ASSIGNMENT:
Once the line holding "use purify::core::constants::link_constants;" is found in the listing below, write it out and each later line exactly, up to and including the one holding "config.node.decoherence_time = tau;".

SOURCE MATERIAL:
//! Sweeps the memory decoherence time and fibre length, comparing plain
//! replacement with protocol-2 pumping at each point.

use purify::core::constants::link_constants;
use purify::core::generation_probability_from_attenuation;
use purify::{Action, PolicyConfig, Simulation, SimulationConfig};

fn mean_fidelity(config: &SimulationConfig) -> Option<f64> {
    let mut sim = Simulation::new(config).ok()?;
    sim.run().ok()?.mean_fidelity()
}

fn main() {
    let decoherence_times = [1e-4, 3e-4, 1e-3, 3e-3, 1e-2];
    let lengths = [10_000.0, 20_000.0, 40_000.0];

    for length in lengths {
        let p_g = generation_probability_from_attenuation(link_constants::ETA, length);
        println!("\nFibre length {:.0} km, generation probability {:.4}", length / 1000.0, p_g);
        println!("{:>12} {:>12} {:>12}", "tau [s]", "Replace", "Protocol 2");

        for tau in decoherence_times {
            let mut fidelities = Vec::with_capacity(2);
            for action in [Action::Replace, Action::Protocol2] {
                let mut config = SimulationConfig::sample(7, PolicyConfig::Fixed { action });
                config.node.generation_success_probability = p_g;
                config.node.decoherence_time = tau;
                config.schedule.entanglement_count = 100_000;
                config.schedule.request_count = 1_000;
                fidelities.push(mean_fidelity(&config));
            }

            let show = |f: Option<f64>| f.map_or_else(|| "n/a".to_string(), |f| format!("{:.6}", f));
            println!("{:>12.1e} {:>12} {:>12}", tau, show(fidelities[0]), show(fidelities[1]));
        }
    }
}
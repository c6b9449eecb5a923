// src/core/error.rs

//! Error handling logic

use thiserror::Error;

/// Error types raised by the repeater-node simulation.
///
/// Only contract violations and physically inconsistent inputs surface here.
/// Stochastic misses are ordinary outcomes and never become errors.
#[derive(Debug, Clone, PartialEq, Eq, Error)]
pub enum PurifyError {
    /// A closed-form evaluation left its physical domain, e.g. a vanishing
    /// denominator or a probability outside [0, 1]. Aborts the current trial.
    #[error("Domain Violation: {message}")]
    Domain {
        /// Domain failure message
        message: String,
    },

    /// The API was used outside its contract, e.g. pumping without a primed
    /// memory or running PMD against a non-Werner-compatible ancilla.
    #[error("Precondition Violation: {message}")]
    Precondition {
        /// Precondition failure message
        message: String,
    },

    /// A stored state or the node slots are inconsistent
    /// (weights not normalized, `bad` occupied while `good` is empty).
    #[error("Invalid State: {message}")]
    InvalidState {
        /// InvalidState failure message
        message: String,
    },
}

impl PurifyError {
    pub(crate) fn domain(message: impl Into<String>) -> Self {
        PurifyError::Domain { message: message.into() }
    }

    pub(crate) fn precondition(message: impl Into<String>) -> Self {
        PurifyError::Precondition { message: message.into() }
    }

    pub(crate) fn invalid_state(message: impl Into<String>) -> Self {
        PurifyError::InvalidState { message: message.into() }
    }
}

ANSWER BELOW:
use purify::core::constants::link_constants;
use purify::core::generation_probability_from_attenuation;
use purify::{Action, PolicyConfig, Simulation, SimulationConfig};

fn mean_fidelity(config: &SimulationConfig) -> Option<f64> {
    let mut sim = Simulation::new(config).ok()?;
    sim.run().ok()?.mean_fidelity()
}

fn main() {
    let decoherence_times = [1e-4, 3e-4, 1e-3, 3e-3, 1e-2];
    let lengths = [10_000.0, 20_000.0, 40_000.0];

    for length in lengths {
        let p_g = generation_probability_from_attenuation(link_constants::ETA, length);
        println!("\nFibre length {:.0} km, generation probability {:.4}", length / 1000.0, p_g);
        println!("{:>12} {:>12} {:>12}", "tau [s]", "Replace", "Protocol 2");

        for tau in decoherence_times {
            let mut fidelities = Vec::with_capacity(2);
            for action in [Action::Replace, Action::Protocol2] {
                let mut config = SimulationConfig::sample(7, PolicyConfig::Fixed { action });
                config.node.generation_success_probability = p_g;
                config.node.decoherence_time = tau;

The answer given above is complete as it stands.